With the UK budget being delayed until 11 March, what impact will not knowing the level of the block grant from the Treasury have on setting Scottish income tax and thresholds?
That is about the interrelationship between UK tax rates and Scottish tax rates in relation to income tax. The block grant adjustment has a huge impact on how much income tax we can raise.
It would have been far better if the UK Government had gone first, as was expected. We could then have responded accordingly. However, we will look at the options and then return to Parliament. Income tax is now a massive part of Scotland’s budget and therefore we take it very seriously.
It is pretty shoddy and out of touch for the UK Government to hold back the budget until March— that is certainly true. It is not the inconvenience to the Scottish Parliament that really matters, though; it is the potential impact on public services that counts.

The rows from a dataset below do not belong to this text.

use std::path::PathBuf;

use anyhow::Context;
use clap::Parser;
use rolling_stats::Stats;
use serde::Serialize;

use firstream::audio::{FrameSource, WavFileSource};
use firstream::config::{CenterFrequency, PipelineConfig};
use firstream::save_wav;
use firstream::signal_processing::{FilterEngine, level_db, magnitude_db};

#[derive(Parser, Debug)]
#[command(name = "filter_wav")]
#[command(about = "Run a WAV file through the streaming FIR filter", long_about = None)]
struct Args {
    /// Input WAV file (first channel is used)
    input: PathBuf,

    /// Output WAV file (mono, 32-bit float)
    output: PathBuf,

    /// Filter center (e.g., "0.25", "1000hz")
    #[arg(long, default_value = "1000hz")]
    center: CenterFrequency,

    /// Sweep the center linearly from --center to this value across the file
    #[arg(long)]
    sweep_to: Option<CenterFrequency>,

    /// Filter bandwidth in Hz
    #[arg(short = 'b', long, default_value_t = 200.0)]
    bandwidth: f32,

    /// Number of filter taps
    #[arg(short = 'n', long, default_value_t = 256)]
    taps: usize,

    /// Samples per frame
    #[arg(long, default_value_t = 4410)]
    frame_size: usize,

    /// Print the summary as JSON
    #[arg(long)]
    json: bool,

    /// Increase output verbosity
    #[arg(short = 'v', long, action = clap::ArgAction::Count)]
    verbose: u8,
}

#[derive(Debug, Clone, Serialize)]
struct LevelSummary {
    count: usize,
    mean_db: f32,
    std_dev_db: f32,
    min_db: f32,
    max_db: f32,
}

impl LevelSummary {
    fn from_stats(stats: &Stats<f32>) -> Option<Self> {
        if stats.count == 0 {
            return None;
        }
        Some(Self {
            count: stats.count,
            mean_db: stats.mean,
            std_dev_db: stats.std_dev,
            min_db: stats.min,
            max_db: stats.max,
        })
    }
}

#[derive(Debug, Clone, Serialize)]
struct FilterReport {
    input: String,
    output: String,
    sample_rate: u32,
    samples: usize,
    frames: usize,
    coefficient_sets: u64,
    final_center_hz: f32,
    response_at_center_db: f32,
    input_level: Option<LevelSummary>,
    output_level: Option<LevelSummary>,
}

fn main() -> anyhow::Result<()> {
    let args = Args::parse();

    let log_level = match args.verbose {
        0 => "warn",
        1 => "info",
        2 => "debug",
        _ => "trace",
    };
    env_logger::Builder::from_env(env_logger::Env::default().default_filter_or(log_level)).init();

    let mut source = WavFileSource::new(&args.input, args.frame_size)?;
    let sample_rate = source.sample_rate();
    let fs = sample_rate as f32;

    let mut config = PipelineConfig::default();
    config.audio.sample_rate = sample_rate;
    config.audio.frame_size = args.frame_size;
    config.filter.bandwidth_hz = args.bandwidth;
    config.filter.num_taps = args.taps;
    config.filter.initial_center = Some(args.center);
    config.validate()?;

    let mut engine = FilterEngine::new(args.frame_size, config.initial_coefficients()?)?;
    let updater = engine.coefficient_updater();

    let total_frames = source.len().div_ceil(args.frame_size);
    let start_hz = args.center.to_hz(fs);
    let end_hz = args.sweep_to.map(|c| c.to_hz(fs));
    let mut center_hz = start_hz;

    let floor_db = config.meter.floor_db;
    let mut input_stats: Stats<f32> = Stats::new();
    let mut output_stats: Stats<f32> = Stats::new();
    let mut filtered = Vec::with_capacity(source.len());
    let mut frames = 0usize;

    while let Some(frame) = source.next_frame()? {
        if let Some(end_hz) = end_hz.filter(|_| frames > 0) {
            let progress = frames as f32 / total_frames.max(1) as f32;
            center_hz = start_hz + (end_hz - start_hz) * progress;
            let spec = config
                .filter
                .spec_for(CenterFrequency::Hz(center_hz), fs)
                .context("Sweep left the valid center range")?;
            updater.redesign(&spec)?;
        }

        let output = engine.filter_frame(&frame)?;
        input_stats.update(level_db(frame.as_slice(), floor_db));
        output_stats.update(level_db(output.as_slice(), floor_db));
        filtered.extend_from_slice(output.as_slice());
        frames += 1;
    }

    save_wav(&args.output, &filtered, sample_rate)
        .with_context(|| format!("Failed to write {}", args.output.display()))?;

    let report = FilterReport {
        input: args.input.display().to_string(),
        output: args.output.display().to_string(),
        sample_rate,
        samples: filtered.len(),
        frames,
        coefficient_sets: engine.generation() + 1,
        final_center_hz: center_hz,
        response_at_center_db: magnitude_db(engine.taps(), center_hz, fs),
        input_level: LevelSummary::from_stats(&input_stats),
        output_level: LevelSummary::from_stats(&output_stats),
    };

    if args.json {
        let json = serde_json::to_string_pretty(&report).context("Failed to serialize report")?;
        println!("{}", json);
    } else {
        print_report(&report);
    }

    Ok(())
}

fn print_report(report: &FilterReport) {
    println!("{} -> {}", report.input, report.output);
    println!(
        "  {} samples at {} Hz in {} frames, {} coefficient set(s)",
        report.samples, report.sample_rate, report.frames, report.coefficient_sets
    );
    println!(
        "  Center {:.1} Hz, response at center {:.2} dB",
        report.final_center_hz, report.response_at_center_db
    );
    for (label, level) in [("Input", &report.input_level), ("Output", &report.output_level)] {
        match level {
            Some(level) => println!(
                "  {} level: mean {:.1} dB (std {:.1}), min {:.1} dB, max {:.1} dB",
                label, level.mean_db, level.std_dev_db, level.min_db, level.max_db
            ),
            None => println!("  {} level: no frames", label),
        }
    }
}
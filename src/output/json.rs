use super::{Formatter, LevelOutput, iso8601_timestamp, mode_name};

pub struct JsonFormatter;

impl Formatter for JsonFormatter {
    fn format(&self, output: &LevelOutput) -> String {
        let center = output
            .center_hz
            .map_or("null".to_string(), |hz| format!("{:.1}", hz));
        format!(
            r#"{{"ts":"{}","mode":"{}","level_db":{:.1},"normalized":{:.2},"remaining_chunks":{},"center_hz":{}}}"#,
            iso8601_timestamp(),
            mode_name(output.mode),
            output.level_db,
            output.normalized,
            output.remaining_chunks,
            center
        )
    }
}
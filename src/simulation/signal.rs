use std::f32::consts::PI;

/// Sine of `freq_hz` with the given amplitude
pub fn generate_sine(
    num_samples: usize,
    sample_rate: f32,
    freq_hz: f32,
    amplitude: f32,
) -> Vec<f32> {
    let omega = 2.0 * PI * freq_hz / sample_rate;
    (0..num_samples)
        .map(|i| amplitude * (omega * i as f32).sin())
        .collect()
}

/// Sum of two equal-amplitude sines, each at `amplitude / 2`
pub fn generate_two_tone(
    num_samples: usize,
    sample_rate: f32,
    freq_a_hz: f32,
    freq_b_hz: f32,
    amplitude: f32,
) -> Vec<f32> {
    let a = generate_sine(num_samples, sample_rate, freq_a_hz, amplitude / 2.0);
    let b = generate_sine(num_samples, sample_rate, freq_b_hz, amplitude / 2.0);
    a.iter().zip(&b).map(|(x, y)| x + y).collect()
}

/// Logarithmic sine sweep from `start_hz` to `end_hz` over `duration_secs`
///
/// Instantaneous frequency grows exponentially, so every octave gets the
/// same time.
pub fn generate_log_sweep(
    duration_secs: f32,
    sample_rate: u32,
    start_hz: f32,
    end_hz: f32,
    amplitude: f32,
) -> Vec<f32> {
    let num_samples = (duration_secs * sample_rate as f32) as usize;
    let fs = sample_rate as f64;
    let (f0, f1) = (start_hz as f64, end_hz as f64);
    let duration = duration_secs as f64;

    if (f1 - f0).abs() < f64::EPSILON {
        return generate_sine(num_samples, sample_rate as f32, start_hz, amplitude);
    }

    let k = (f1 / f0).ln();
    let scale = 2.0 * std::f64::consts::PI * f0 * duration / k;

    (0..num_samples)
        .map(|i| {
            let t = i as f64 / fs;
            let phase = scale * ((t / duration * k).exp() - 1.0);
            amplitude * phase.sin() as f32
        })
        .collect()
}

/// Unit impulse of `amplitude` at `position`, zero elsewhere
pub fn generate_impulse(num_samples: usize, position: usize, amplitude: f32) -> Vec<f32> {
    let mut samples = vec![0.0; num_samples];
    if let Some(sample) = samples.get_mut(position) {
        *sample = amplitude;
    }
    samples
}

#[cfg(test)]
mod tests {
    use super::*;

    #[test]
    fn test_sine_peak() {
        let samples = generate_sine(4410, 44100.0, 100.0, 0.5);
        let peak = samples.iter().fold(0.0f32, |m, &s| m.max(s.abs()));
        assert!((peak - 0.5).abs() < 1e-3);
    }

    #[test]
    fn test_log_sweep_length_and_bounds() {
        let samples = generate_log_sweep(0.5, 8000, 100.0, 3000.0, 0.8);
        assert_eq!(samples.len(), 4000);
        assert!(samples.iter().all(|s| s.abs() <= 0.8 + 1e-6));
        assert_eq!(samples[0], 0.0);
    }

    #[test]
    fn test_impulse_position() {
        let samples = generate_impulse(5, 2, 1.0);
        assert_eq!(samples, vec![0.0, 0.0, 1.0, 0.0, 0.0]);
        assert_eq!(generate_impulse(2, 5, 1.0), vec![0.0, 0.0]);
    }
}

That is one of the options, but all of this is very complex. I am happy to engage with the Convention of Scottish Local Authorities, which has just written to me today to suggest a meeting about how it can provide support following the UK Government’s decision. I will engage with local government to find out whether that is the kind of thing that it wants to explore. It is one of the options that is on the table.
As the cabinet secretary has highlighted, without the UK budget we do not have clarity on the funding that is available for public services in Scotland. Does the cabinet secretary agree that the UK Government’s approach shows not only a complete lack of respect for Scotland but for all devolved nations, and for the potential impact that its decisions can have on vital devolved public services?
Its failure to communicate and respond certainly does exhibit disrespect. I sometimes wonder why we engage so intensively with the Chief Secretary to the Treasury and others if this is how they choose to treat us when it comes to such important matters. I hope that they learn a lesson from this.
Apart from the Conservatives—although possibly even the Conservatives, privately, agree— the rest of the Parliament shares concerns about how Scotland’s devolved arrangements, public services and taxpayers have been treated through this shoddy process, at the hands of the chancellor. By the way, I have been advised that there might be a reshuffle of the UK cabinet in February, so who knows whether Sajid Javid will be the chancellor post-reshuffle and who knows who will deliver the UK budget on 11 March. The point is that the UK Government has shown a total lack of respect and has disregarded devolution and the usual custom and practice. Given the complexities in the budget process I thought that this year, with all the Brexit turmoil that we are going to face, it would have taken a more constructive and helpful approach. It is not too late for it to do that, but it has shown no sign of doing so. We will work through these issues to give Scotland the leadership and the competent Government that it deserves.